[Task brief] Below are some records; output all of them exactly as they read.

START Provided data

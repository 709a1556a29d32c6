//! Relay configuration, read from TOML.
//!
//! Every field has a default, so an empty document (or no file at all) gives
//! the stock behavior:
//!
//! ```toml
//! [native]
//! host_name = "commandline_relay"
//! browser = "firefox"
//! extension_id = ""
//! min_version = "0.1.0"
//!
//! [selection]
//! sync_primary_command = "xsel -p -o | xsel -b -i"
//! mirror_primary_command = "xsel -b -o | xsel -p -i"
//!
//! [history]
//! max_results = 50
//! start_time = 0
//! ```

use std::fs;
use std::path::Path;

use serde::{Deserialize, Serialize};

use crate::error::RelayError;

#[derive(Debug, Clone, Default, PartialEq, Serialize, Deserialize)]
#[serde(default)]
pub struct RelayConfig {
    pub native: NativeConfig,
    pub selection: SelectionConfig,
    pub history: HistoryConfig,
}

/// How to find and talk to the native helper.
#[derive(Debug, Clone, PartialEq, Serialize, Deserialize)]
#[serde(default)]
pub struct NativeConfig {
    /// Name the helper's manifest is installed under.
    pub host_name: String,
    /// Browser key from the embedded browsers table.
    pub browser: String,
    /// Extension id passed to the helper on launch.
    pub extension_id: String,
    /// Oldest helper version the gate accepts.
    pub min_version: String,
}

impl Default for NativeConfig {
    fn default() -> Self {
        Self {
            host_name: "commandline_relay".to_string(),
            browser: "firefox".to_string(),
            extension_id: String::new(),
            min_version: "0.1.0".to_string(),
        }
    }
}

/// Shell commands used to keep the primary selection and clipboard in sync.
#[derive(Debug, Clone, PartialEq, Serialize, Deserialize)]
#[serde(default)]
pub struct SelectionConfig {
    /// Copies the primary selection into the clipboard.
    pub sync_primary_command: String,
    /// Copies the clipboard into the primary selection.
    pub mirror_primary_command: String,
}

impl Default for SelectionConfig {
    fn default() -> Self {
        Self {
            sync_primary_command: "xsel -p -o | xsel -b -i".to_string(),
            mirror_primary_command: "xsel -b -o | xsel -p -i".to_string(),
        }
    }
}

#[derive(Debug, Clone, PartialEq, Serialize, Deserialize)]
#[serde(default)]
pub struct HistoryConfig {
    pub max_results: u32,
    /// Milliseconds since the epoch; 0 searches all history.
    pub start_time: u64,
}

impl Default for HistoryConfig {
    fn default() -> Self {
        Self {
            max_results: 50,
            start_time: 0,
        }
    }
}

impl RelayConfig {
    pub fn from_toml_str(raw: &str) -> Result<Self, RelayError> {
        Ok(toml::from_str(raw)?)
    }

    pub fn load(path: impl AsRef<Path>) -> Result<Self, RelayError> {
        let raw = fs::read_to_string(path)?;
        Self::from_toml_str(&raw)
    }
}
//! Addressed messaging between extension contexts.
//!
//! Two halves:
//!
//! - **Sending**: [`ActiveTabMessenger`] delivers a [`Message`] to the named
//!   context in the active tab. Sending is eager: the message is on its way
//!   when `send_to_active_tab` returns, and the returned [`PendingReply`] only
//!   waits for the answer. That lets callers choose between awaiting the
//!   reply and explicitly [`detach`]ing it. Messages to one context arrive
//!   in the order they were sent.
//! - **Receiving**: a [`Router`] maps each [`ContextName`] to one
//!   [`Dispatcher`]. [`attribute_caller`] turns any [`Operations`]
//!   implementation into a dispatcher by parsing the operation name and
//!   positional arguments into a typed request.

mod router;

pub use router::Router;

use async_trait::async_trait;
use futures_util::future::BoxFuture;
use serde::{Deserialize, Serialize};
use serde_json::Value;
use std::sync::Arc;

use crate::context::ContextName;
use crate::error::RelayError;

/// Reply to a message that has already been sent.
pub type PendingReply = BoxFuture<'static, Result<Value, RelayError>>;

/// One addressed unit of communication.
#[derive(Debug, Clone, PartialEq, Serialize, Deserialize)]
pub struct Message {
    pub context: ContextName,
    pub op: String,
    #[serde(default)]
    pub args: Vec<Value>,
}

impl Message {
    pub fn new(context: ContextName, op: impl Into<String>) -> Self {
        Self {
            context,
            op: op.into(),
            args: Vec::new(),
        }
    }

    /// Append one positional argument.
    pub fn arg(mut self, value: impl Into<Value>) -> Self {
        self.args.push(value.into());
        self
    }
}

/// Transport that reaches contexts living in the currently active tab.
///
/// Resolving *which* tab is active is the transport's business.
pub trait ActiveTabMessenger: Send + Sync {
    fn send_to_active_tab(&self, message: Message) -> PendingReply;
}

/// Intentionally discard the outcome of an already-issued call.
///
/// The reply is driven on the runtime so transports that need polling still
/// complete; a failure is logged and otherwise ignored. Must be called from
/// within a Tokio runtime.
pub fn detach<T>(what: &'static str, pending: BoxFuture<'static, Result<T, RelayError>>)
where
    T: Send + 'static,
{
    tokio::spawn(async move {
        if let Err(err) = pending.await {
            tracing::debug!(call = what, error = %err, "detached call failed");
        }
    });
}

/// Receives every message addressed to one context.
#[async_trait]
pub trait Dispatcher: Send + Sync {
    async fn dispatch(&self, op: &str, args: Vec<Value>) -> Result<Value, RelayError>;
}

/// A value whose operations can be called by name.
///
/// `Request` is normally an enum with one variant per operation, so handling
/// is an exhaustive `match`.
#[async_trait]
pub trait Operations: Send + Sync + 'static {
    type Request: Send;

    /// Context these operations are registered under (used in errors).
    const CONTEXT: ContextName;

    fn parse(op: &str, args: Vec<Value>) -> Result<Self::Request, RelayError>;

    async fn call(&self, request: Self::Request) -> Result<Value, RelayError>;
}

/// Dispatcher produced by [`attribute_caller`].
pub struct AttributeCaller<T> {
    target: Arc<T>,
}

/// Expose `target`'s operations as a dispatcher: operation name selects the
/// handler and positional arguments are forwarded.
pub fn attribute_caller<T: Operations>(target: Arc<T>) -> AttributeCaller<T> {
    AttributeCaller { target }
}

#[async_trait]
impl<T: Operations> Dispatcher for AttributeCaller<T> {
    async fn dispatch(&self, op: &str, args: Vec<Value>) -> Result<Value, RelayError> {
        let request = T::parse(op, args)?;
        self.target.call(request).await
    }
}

END Provided data

[Answer section]
repository 709a1556a29d32c6
//! Relay configuration, read from TOML.
//!
//! Every field has a default, so an empty document (or no file at all) gives
//! the stock behavior:
//!
//! ```toml
//! [native]
//! host_name = "commandline_relay"
//! browser = "firefox"
//! extension_id = ""
//! min_version = "0.1.0"
//!
//! [selection]
//! sync_primary_command = "xsel -p -o | xsel -b -i"
//! mirror_primary_command = "xsel -b -o | xsel -p -i"
//!
//! [history]
//! max_results = 50
//! start_time = 0
//! ```

use std::fs;
use std::path::Path;

use serde::{Deserialize, Serialize};

use crate::error::RelayError;

#[derive(Debug, Clone, Default, PartialEq, Serialize, Deserialize)]
#[serde(default)]
pub struct RelayConfig {
    pub native: NativeConfig,
    pub selection: SelectionConfig,
    pub history: HistoryConfig,
}

/// How to find and talk to the native helper.
#[derive(Debug, Clone, PartialEq, Serialize, Deserialize)]
#[serde(default)]
pub struct NativeConfig {
    /// Name the helper's manifest is installed under.
    pub host_name: String,
    /// Browser key from the embedded browsers table.
    pub browser: String,
    /// Extension id passed to the helper on launch.
    pub extension_id: String,
    /// Oldest helper version the gate accepts.
    pub min_version: String,
}

impl Default for NativeConfig {
    fn default() -> Self {
        Self {
            host_name: "commandline_relay".to_string(),
            browser: "firefox".to_string(),
            extension_id: String::new(),
            min_version: "0.1.0".to_string(),
        }
    }
}

/// Shell commands used to keep the primary selection and clipboard in sync.
#[derive(Debug, Clone, PartialEq, Serialize, Deserialize)]
#[serde(default)]
pub struct SelectionConfig {
    /// Copies the primary selection into the clipboard.
    pub sync_primary_command: String,
    /// Copies the clipboard into the primary selection.
    pub mirror_primary_command: String,
}

impl Default for SelectionConfig {
    fn default() -> Self {
        Self {
            sync_primary_command: "xsel -p -o | xsel -b -i".to_string(),
            mirror_primary_command: "xsel -b -o | xsel -p -i".to_string(),
        }
    }
}

#[derive(Debug, Clone, PartialEq, Serialize, Deserialize)]
#[serde(default)]
pub struct HistoryConfig {
    pub max_results: u32,
    /// Milliseconds since the epoch; 0 searches all history.
    pub start_time: u64,
}

impl Default for HistoryConfig {
    fn default() -> Self {
        Self {
            max_results: 50,
            start_time: 0,
        }
    }
}

impl RelayConfig {
    pub fn from_toml_str(raw: &str) -> Result<Self, RelayError> {
        Ok(toml::from_str(raw)?)
    }

    pub fn load(path: impl AsRef<Path>) -> Result<Self, RelayError> {
        let raw = fs::read_to_string(path)?;
        Self::from_toml_str(&raw)
    }
}
//! Addressed messaging between extension contexts.
//!
//! Two halves:
//!
//! - **Sending**: [`ActiveTabMessenger`] delivers a [`Message`] to the named
//!   context in the active tab. Sending is eager: the message is on its way
//!   when `send_to_active_tab` returns, and the returned [`PendingReply`] only
//!   waits for the answer. That lets callers choose between awaiting the
//!   reply and explicitly [`detach`]ing it. Messages to one context arrive
//!   in the order they were sent.
//! - **Receiving**: a [`Router`] maps each [`ContextName`] to one
//!   [`Dispatcher`]. [`attribute_caller`] turns any [`Operations`]
//!   implementation into a dispatcher by parsing the operation name and
//!   positional arguments into a typed request.

mod router;

pub use router::Router;

use async_trait::async_trait;
use futures_util::future::BoxFuture;
use serde::{Deserialize, Serialize};
use serde_json::Value;
use std::sync::Arc;

use crate::context::ContextName;
use crate::error::RelayError;

/// Reply to a message that has already been sent.
pub type PendingReply = BoxFuture<'static, Result<Value, RelayError>>;

/// One addressed unit of communication.
#[derive(Debug, Clone, PartialEq, Serialize, Deserialize)]
pub struct Message {
    pub context: ContextName,
    pub op: String,
    #[serde(default)]
    pub args: Vec<Value>,
}

impl Message {
    pub fn new(context: ContextName, op: impl Into<String>) -> Self {
        Self {
            context,
            op: op.into(),
            args: Vec::new(),
        }
    }

    /// Append one positional argument.
    pub fn arg(mut self, value: impl Into<Value>) -> Self {
        self.args.push(value.into());
        self
    }
}

/// Transport that reaches contexts living in the currently active tab.
///
/// Resolving *which* tab is active is the transport's business.
pub trait ActiveTabMessenger: Send + Sync {
    fn send_to_active_tab(&self, message: Message) -> PendingReply;
}

/// Intentionally discard the outcome of an already-issued call.
///
/// The reply is driven on the runtime so transports that need polling still
/// complete; a failure is logged and otherwise ignored. Must be called from
/// within a Tokio runtime.
pub fn detach<T>(what: &'static str, pending: BoxFuture<'static, Result<T, RelayError>>)
where
    T: Send + 'static,
{
    tokio::spawn(async move {
        if let Err(err) = pending.await {
            tracing::debug!(call = what, error = %err, "detached call failed");
        }
    });
}

/// Receives every message addressed to one context.
#[async_trait]
pub trait Dispatcher: Send + Sync {
    async fn dispatch(&self, op: &str, args: Vec<Value>) -> Result<Value, RelayError>;
}

/// A value whose operations can be called by name.
///
/// `Request` is normally an enum with one variant per operation, so handling
/// is an exhaustive `match`.
#[async_trait]
pub trait Operations: Send + Sync + 'static {
    type Request: Send;

    /// Context these operations are registered under (used in errors).
    const CONTEXT: ContextName;

    fn parse(op: &str, args: Vec<Value>) -> Result<Self::Request, RelayError>;

    async fn call(&self, request: Self::Request) -> Result<Value, RelayError>;
}

/// Dispatcher produced by [`attribute_caller`].
pub struct AttributeCaller<T> {
    target: Arc<T>,
}

/// Expose `target`'s operations as a dispatcher: operation name selects the
/// handler and positional arguments are forwarded.
pub fn attribute_caller<T: Operations>(target: Arc<T>) -> AttributeCaller<T> {
    AttributeCaller { target }
}

#[async_trait]
impl<T: Operations> Dispatcher for AttributeCaller<T> {
    async fn dispatch(&self, op: &str, args: Vec<Value>) -> Result<Value, RelayError> {
        let request = T::parse(op, args)?;
        self.target.call(request).await
    }
}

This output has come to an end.